Immunocytochemical localization of m1–m4 mAChR subtypes in the medial temporal lobe of a non-human primate. Adjacent sections processed for Nissl stain to show the cytoarchitecture and acetylcholinesterase (AChE) histochemistry are shown for comparison. Note the regional and laminar differences in the distributions of the receptors, as well as the highly complementary patterns of expression. (Bar = 1.0 mm.) CA1 and CA3, fields of Ammon’s horn; DG, dentate gyrus; PrS, presubiculum; S, subiculum.

Figure 2

Light and electron microscopic localization of m1 and m2 immunoreactivity in rat hippocampus. (Upper Left) A light photomicrograph showing m1 immunoreactivity in pyramidal neurons in CA1. There is also abundant immunoreactivity in the neuropil in the stratum oriens (so) and stratum radiatum (sr). (Upper Right) The stratum radiatum at the electron microscopic level, with m1 immunoreactivity primarily at postsynaptic sites (arrows) along the membrane of a dendrite (den*) of a pyramidal neuron, and with much of the neuropil consisting of immunoreactive dendritic spines (s).
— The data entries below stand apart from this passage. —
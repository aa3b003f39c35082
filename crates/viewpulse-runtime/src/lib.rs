//! Runtime engine — the operation surface a hosting application calls.
//!
//! Collection and envelope rebuilds run as background tasks wrapped in job
//! records; triggers return the job id at once and callers poll for the
//! outcome.

pub mod engine;
pub mod types;

pub use engine::Engine;
pub use types::*;
//! Job supervisor and the per-run handle.

use std::sync::Arc;

use serde::Serialize;
use tracing::{error, info, warn};

use crate::types::JobKind;
use viewpulse_core::time::now_millis;
use viewpulse_core::{Error, Result};
use viewpulse_store::{JobRecord, JobStatus, SqliteStore};

/// Terminal jobs kept per kind; older ones are pruned when a new job starts.
pub const DEFAULT_RETENTION: usize = 100;

/// Creates, transitions and reports on job records.
pub struct JobSupervisor {
    store: Arc<SqliteStore>,
    retention: usize,
}

impl JobSupervisor {
    pub fn new(store: Arc<SqliteStore>) -> Self {
        Self {
            store,
            retention: DEFAULT_RETENTION,
        }
    }

    pub fn with_retention(store: Arc<SqliteStore>, retention: usize) -> Self {
        Self { store, retention }
    }

    /// Create a pending job of `kind`. Fails with `ConcurrentRunRejected`
    /// if one is already pending or processing; no row is written then.
    pub fn start(&self, kind: JobKind) -> Result<JobRecord> {
        match self.store.prune_terminal_jobs(kind.as_str(), self.retention) {
            Ok(0) => {}
            Ok(n) => info!("Pruned {} old {} jobs", n, kind),
            Err(e) => warn!("Failed to prune old {} jobs: {}", kind, e),
        }

        let id = uuid::Uuid::new_v4().to_string();
        let job = self.store.insert_job(&id, kind.as_str(), now_millis())?;
        info!("Job {} created ({})", job.id, kind);
        Ok(job)
    }

    /// Move a pending job to `processing` and hand back the run's handle.
    pub fn begin(&self, id: &str) -> Result<JobHandle> {
        self.transition(id, &[JobStatus::Pending], JobStatus::Processing, None, None)?;
        let job = self.require(id)?;
        Ok(JobHandle {
            id: job.id,
            kind: job.kind,
            store: self.store.clone(),
        })
    }

    pub fn update_progress<P: Serialize>(&self, id: &str, progress: &P) -> Result<()> {
        let value = serde_json::to_value(progress)?;
        if !self.store.update_job_progress(id, &value, now_millis())? {
            let job = self.require(id)?;
            return Err(Error::InvalidTransition {
                job_id: id.to_string(),
                from: job.status.to_string(),
                to: "progress".to_string(),
            });
        }
        Ok(())
    }

    pub fn complete<P: Serialize>(&self, id: &str, progress: &P) -> Result<()> {
        let value = serde_json::to_value(progress)?;
        self.transition(
            id,
            &[JobStatus::Pending, JobStatus::Processing],
            JobStatus::Completed,
            Some(&value),
            None,
        )?;
        info!("Job {} completed", id);
        Ok(())
    }

    pub fn fail(&self, id: &str, error: &str, progress: Option<&serde_json::Value>) -> Result<()> {
        self.transition(
            id,
            &[JobStatus::Pending, JobStatus::Processing],
            JobStatus::Failed,
            progress,
            Some(error),
        )?;
        error!("Job {} failed: {}", id, error);
        Ok(())
    }

    /// Raise the cooperative stop flag. Returns false if the job is unknown
    /// or already terminal.
    pub fn request_stop(&self, id: &str) -> Result<bool> {
        let raised = self.store.set_job_stop_requested(id, now_millis())?;
        if raised {
            info!("Stop requested for job {}", id);
        }
        Ok(raised)
    }

    pub fn is_stop_requested(&self, id: &str) -> Result<bool> {
        self.store.is_job_stop_requested(id)
    }

    pub fn get(&self, id: &str) -> Result<Option<JobRecord>> {
        self.store.get_job(id)
    }

    pub fn latest(&self, kind: JobKind) -> Result<Option<JobRecord>> {
        self.store.latest_job(kind.as_str())
    }

    pub fn list(&self, kind: Option<JobKind>, limit: usize) -> Result<Vec<JobRecord>> {
        self.store.list_jobs(kind.map(|k| k.as_str()), limit)
    }

    fn require(&self, id: &str) -> Result<JobRecord> {
        self.store
            .get_job(id)?
            .ok_or_else(|| Error::NotFound(format!("job {}", id)))
    }

    fn transition(
        &self,
        id: &str,
        from: &[JobStatus],
        to: JobStatus,
        progress: Option<&serde_json::Value>,
        error: Option<&str>,
    ) -> Result<()> {
        if self
            .store
            .transition_job(id, from, to, progress, error, now_millis())?
        {
            return Ok(());
        }
        let job = self.require(id)?;
        Err(Error::InvalidTransition {
            job_id: id.to_string(),
            from: job.status.to_string(),
            to: to.to_string(),
        })
    }
}

/// Given to the code performing a run: reports progress and polls the stop flag.
#[derive(Clone)]
pub struct JobHandle {
    id: String,
    kind: String,
    store: Arc<SqliteStore>,
}

impl JobHandle {
    pub fn id(&self) -> &str {
        &self.id
    }

    pub fn kind(&self) -> &str {
        &self.kind
    }

    /// Overwrite the job's progress payload. Returns false, writing nothing,
    /// once the job is terminal.
    pub fn report<P: Serialize>(&self, progress: &P) -> Result<bool> {
        let value = serde_json::to_value(progress)?;
        let written = self.store.update_job_progress(&self.id, &value, now_millis())?;
        if !written {
            warn!("Progress for job {} dropped: job is no longer active", self.id);
        }
        Ok(written)
    }

    /// Whether a stop was requested. Read failures count as "keep going".
    pub fn should_stop(&self) -> bool {
        match self.store.is_job_stop_requested(&self.id) {
            Ok(flag) => flag,
            Err(e) => {
                warn!("Could not read stop flag for job {}: {}", self.id, e);
                false
            }
        }
    }
}

#[cfg(test)]
mod tests {
    use super::*;
    use tempfile::TempDir;

    fn test_supervisor() -> (JobSupervisor, TempDir) {
        let dir = TempDir::new().unwrap();
        let store = Arc::new(SqliteStore::open(dir.path().join("viewpulse.db")).unwrap());
        (JobSupervisor::new(store), dir)
    }

    #[test]
    fn test_full_lifecycle() {
        let (sup, _dir) = test_supervisor();
        let job = sup.start(JobKind::Collect).unwrap();
        assert_eq!(job.status, JobStatus::Pending);

        let handle = sup.begin(&job.id).unwrap();
        handle.report(&serde_json::json!({"processed": 10})).unwrap();
        let live = sup.get(&job.id).unwrap().unwrap();
        assert_eq!(live.status, JobStatus::Processing);
        assert_eq!(live.progress.unwrap()["processed"], 10);

        sup.complete(&job.id, &serde_json::json!({"processed": 20}))
            .unwrap();
        let done = sup.get(&job.id).unwrap().unwrap();
        assert_eq!(done.status, JobStatus::Completed);
        assert_eq!(done.progress.unwrap()["processed"], 20);
    }

    #[test]
    fn test_second_start_rejected_without_row() {
        let (sup, _dir) = test_supervisor();
        let first = sup.start(JobKind::Collect).unwrap();
        sup.begin(&first.id).unwrap();

        let second = sup.start(JobKind::Collect);
        assert!(matches!(second, Err(Error::ConcurrentRunRejected(_))));
        assert_eq!(sup.list(Some(JobKind::Collect), 10).unwrap().len(), 1);

        // Other kinds run independently.
        sup.start(JobKind::EnvelopeRebuild).unwrap();
    }

    #[test]
    fn test_terminal_states_are_final() {
        let (sup, _dir) = test_supervisor();
        let job = sup.start(JobKind::EnvelopeRebuild).unwrap();
        sup.begin(&job.id).unwrap();
        sup.fail(&job.id, "upstream unreachable", None).unwrap();

        let err = sup.complete(&job.id, &serde_json::json!({}));
        assert!(matches!(err, Err(Error::InvalidTransition { ref from, .. }) if from == "failed"));
        assert!(sup.begin(&job.id).is_err());
        assert!(sup.update_progress(&job.id, &serde_json::json!({})).is_err());
        assert!(!sup.request_stop(&job.id).unwrap());

        let job = sup.get(&job.id).unwrap().unwrap();
        assert_eq!(job.status, JobStatus::Failed);
        assert_eq!(job.error.as_deref(), Some("upstream unreachable"));
    }

    #[test]
    fn test_stop_is_cooperative() {
        let (sup, _dir) = test_supervisor();
        let job = sup.start(JobKind::Collect).unwrap();
        let handle = sup.begin(&job.id).unwrap();
        assert!(!handle.should_stop());

        assert!(sup.request_stop(&job.id).unwrap());
        assert!(handle.should_stop());
        // The flag alone changes nothing; the run decides when to finish.
        assert_eq!(sup.get(&job.id).unwrap().unwrap().status, JobStatus::Processing);
    }

    #[test]
    fn test_report_after_terminal_is_not_written() {
        let (sup, _dir) = test_supervisor();
        let job = sup.start(JobKind::Collect).unwrap();
        let handle = sup.begin(&job.id).unwrap();
        assert!(handle.report(&serde_json::json!({"processed": 1})).unwrap());

        sup.complete(&job.id, &serde_json::json!({"processed": 2})).unwrap();
        assert!(!handle.report(&serde_json::json!({"processed": 3})).unwrap());
        let done = sup.get(&job.id).unwrap().unwrap();
        assert_eq!(done.progress.unwrap()["processed"], 2);
    }

    #[test]
    fn test_latest_by_kind() {
        let (sup, _dir) = test_supervisor();
        let a = sup.start(JobKind::Collect).unwrap();
        sup.complete(&a.id, &serde_json::json!({})).unwrap();
        let b = sup.start(JobKind::Collect).unwrap();

        assert_eq!(sup.latest(JobKind::Collect).unwrap().unwrap().id, b.id);
        assert!(sup.latest(JobKind::EnvelopeRebuild).unwrap().is_none());
        assert!(sup.get("nope").unwrap().is_none());
    }

    #[test]
    fn test_retention_prunes_old_terminal_jobs() {
        let dir = TempDir::new().unwrap();
        let store = Arc::new(SqliteStore::open(dir.path().join("viewpulse.db")).unwrap());
        let sup = JobSupervisor::with_retention(store, 2);
        for _ in 0..4 {
            let job = sup.start(JobKind::Collect).unwrap();
            sup.complete(&job.id, &serde_json::json!({})).unwrap();
        }
        // Pruning runs before each insert: 2 kept + the newest one.
        assert_eq!(sup.list(Some(JobKind::Collect), 10).unwrap().len(), 3);
    }
}
//! Epoch-millisecond helpers shared by every crate.

use chrono::{DateTime, TimeZone, Utc};

pub const MILLIS_PER_DAY: i64 = 86_400_000;

/// Current wall-clock time in epoch milliseconds.
pub fn now_millis() -> i64 {
    Utc::now().timestamp_millis()
}

/// Whole days between publish and capture, floored. Captures before the
/// publish instant clamp to day 0.
pub fn age_in_days(published_at: i64, captured_at: i64) -> u32 {
    let delta = captured_at - published_at;
    if delta <= 0 {
        return 0;
    }
    (delta / MILLIS_PER_DAY).min(u32::MAX as i64) as u32
}

pub fn millis_to_datetime(millis: i64) -> Option<DateTime<Utc>> {
    Utc.timestamp_millis_opt(millis).single()
}

pub fn millis_to_rfc3339(millis: i64) -> String {
    millis_to_datetime(millis)
        .map(|dt| dt.to_rfc3339())
        .unwrap_or_default()
}

/// Calendar date (UTC) of an epoch-millisecond instant, `YYYY-MM-DD`.
pub fn utc_date_string(millis: i64) -> String {
    millis_to_datetime(millis)
        .map(|dt| dt.format("%Y-%m-%d").to_string())
        .unwrap_or_default()
}
//! viewpulse core — error taxonomy, engine configuration, data directories.

pub mod config;
pub mod error;
pub mod time;

pub use config::{DataPaths, EngineConfig, RetryConfig};
pub use error::{Error, Result};
//! viewpulse store — SQLite tables for tracked items, snapshots, the
//! percentile envelope, job records and quota counters.

pub mod schema;
pub mod sqlite;
pub mod types;

pub use sqlite::SqliteStore;
pub use types::*;
//! Snapshot collector: refreshes stale items from the upstream metadata
//! source under the quota ledger's budget.

pub mod collector;
pub mod retry;
pub mod upstream;

pub use collector::{CollectParams, CollectReport, SnapshotCollector, StopReason};
pub use upstream::{BatchFetch, FetchError, MetadataSource, YouTubeDataSource};
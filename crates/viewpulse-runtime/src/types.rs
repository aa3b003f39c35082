//! Progress payloads written by engine-managed runs.

use serde::Serialize;
use viewpulse_envelope::{RebuildReport, RescoreReport};

/// Final payload of an envelope rebuild job.
#[derive(Debug, Clone, Default, Serialize)]
#[serde(rename_all = "camelCase")]
pub struct RebuildJobReport {
    #[serde(flatten)]
    pub rebuild: RebuildReport,
    /// Present once the swapped envelope has been applied to every item.
    pub rescore: Option<RescoreReport>,
}
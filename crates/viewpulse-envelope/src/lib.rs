//! Envelope builder and performance scorer.
//!
//! The envelope is the per-age percentile curve of view counts across every
//! tracked item; the scorer divides an item's current views by the curve's
//! median at the item's age.

pub mod builder;
pub mod curve;
pub mod percentile;
pub mod scorer;

pub use builder::{EnvelopeBuilder, RebuildReport};
pub use curve::Envelope;
pub use scorer::{PerformanceScorer, RescoreReport, ScoreResult};
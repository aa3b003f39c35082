//! Row types for tracked items, snapshots, envelope rows, jobs and quota.

use serde::{Deserialize, Serialize};

/// A tracked video and its cached counters.
#[derive(Debug, Clone, Serialize, Deserialize)]
pub struct TrackedItem {
    pub id: String,
    #[serde(skip_serializing_if = "Option::is_none")]
    pub title: Option<String>,
    #[serde(skip_serializing_if = "Option::is_none")]
    pub channel_id: Option<String>,
    pub published_at: i64,
    pub view_count: i64,
    pub like_count: i64,
    pub comment_count: i64,
    /// Expected views (envelope p50) used as the denominator at the last scoring.
    #[serde(skip_serializing_if = "Option::is_none")]
    pub baseline_views: Option<f64>,
    #[serde(skip_serializing_if = "Option::is_none")]
    pub temporal_performance_score: Option<f64>,
    #[serde(skip_serializing_if = "Option::is_none")]
    pub score_age_days: Option<u32>,
    /// Envelope age actually used after nearest-age fallback.
    #[serde(skip_serializing_if = "Option::is_none")]
    pub score_envelope_age: Option<u32>,
    #[serde(skip_serializing_if = "Option::is_none")]
    pub scored_at: Option<i64>,
    #[serde(skip_serializing_if = "Option::is_none")]
    pub last_snapshot_at: Option<i64>,
    pub created_at: i64,
    #[serde(skip_serializing_if = "Option::is_none")]
    pub updated_at: Option<i64>,
}

/// Fields the hosting application supplies when it starts tracking an item.
#[derive(Debug, Clone, Default, Serialize, Deserialize)]
pub struct NewTrackedItem {
    pub id: String,
    pub published_at: i64,
    pub title: Option<String>,
    pub channel_id: Option<String>,
}

/// Current counters reported by the upstream source.
#[derive(Debug, Clone, Copy, Default, PartialEq, Eq, Serialize, Deserialize)]
pub struct ItemCounts {
    pub view_count: i64,
    pub like_count: i64,
    pub comment_count: i64,
}

/// One point of an item's time series. Unique per (item, age).
#[derive(Debug, Clone, PartialEq, Eq, Serialize, Deserialize)]
pub struct Snapshot {
    pub item_id: String,
    pub age_days: u32,
    pub captured_at: i64,
    pub capture_date: String,
    pub view_count: i64,
    pub like_count: i64,
    pub comment_count: i64,
}

/// Percentiles of view count for a single age.
#[derive(Debug, Clone, PartialEq, Eq, Serialize, Deserialize)]
pub struct EnvelopeRow {
    pub age_days: u32,
    pub p10: i64,
    pub p25: i64,
    pub p50: i64,
    pub p75: i64,
    pub p90: i64,
    pub p95: i64,
    pub sample_count: usize,
    pub recomputed_at: i64,
}

/// Cached score written back onto a tracked item.
#[derive(Debug, Clone, Copy, PartialEq, Serialize)]
pub struct ItemScoreUpdate {
    pub score: f64,
    pub baseline_views: f64,
    pub age_days: u32,
    pub envelope_age: u32,
    pub scored_at: i64,
}

#[derive(Debug, Clone, Copy, PartialEq, Eq, Hash, Serialize, Deserialize)]
#[serde(rename_all = "lowercase")]
pub enum JobStatus {
    Pending,
    Processing,
    Completed,
    Failed,
}

impl JobStatus {
    pub fn as_str(&self) -> &'static str {
        match self {
            Self::Pending => "pending",
            Self::Processing => "processing",
            Self::Completed => "completed",
            Self::Failed => "failed",
        }
    }

    pub fn parse(s: &str) -> Option<Self> {
        match s {
            "pending" => Some(Self::Pending),
            "processing" => Some(Self::Processing),
            "completed" => Some(Self::Completed),
            "failed" => Some(Self::Failed),
            _ => None,
        }
    }

    pub fn is_terminal(&self) -> bool {
        matches!(self, Self::Completed | Self::Failed)
    }
}

impl std::fmt::Display for JobStatus {
    fn fmt(&self, f: &mut std::fmt::Formatter<'_>) -> std::fmt::Result {
        f.write_str(self.as_str())
    }
}

/// A job row from the database.
#[derive(Debug, Clone, Serialize, Deserialize)]
pub struct JobRecord {
    pub id: String,
    pub kind: String,
    pub status: JobStatus,
    #[serde(skip_serializing_if = "Option::is_none")]
    pub progress: Option<serde_json::Value>,
    #[serde(skip_serializing_if = "Option::is_none")]
    pub error: Option<String>,
    pub stop_requested: bool,
    pub created_at: i64,
    pub updated_at: i64,
}

/// Units consumed by one call kind on one budget day.
#[derive(Debug, Clone, PartialEq, Eq, Serialize, Deserialize)]
pub struct QuotaUsage {
    pub usage_date: String,
    pub kind: String,
    pub units: u32,
}

/// Outcome of an atomic check-and-record against the budget.
#[derive(Debug, Clone, Copy, PartialEq, Eq, Serialize)]
pub struct QuotaReservation {
    pub granted: bool,
    /// Units used on the budget day after this reservation (unchanged if refused).
    pub used: u32,
}

/// Store-level counts.
#[derive(Debug, Clone, Serialize, Deserialize)]
pub struct StoreStats {
    pub tracked_items: i64,
    pub scored_items: i64,
    pub snapshots: i64,
    pub envelope_rows: i64,
    pub jobs: i64,
    pub db_path: String,
    pub db_size_mb: f64,
}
In contrast, m2 is primarily localized in nonpyramidal neurons in hippocampus (Lower Left). An isolated neuron with several dendrites is seen in stratum lucidum (sl). Also note the dense neuropil immunoreactivity surrounding neurons in the stratum pyramidale (sp). At the electron microscopic level (Lower Right), much of the m2 immunoreactivity is presynaptically located within axon terminals (t*).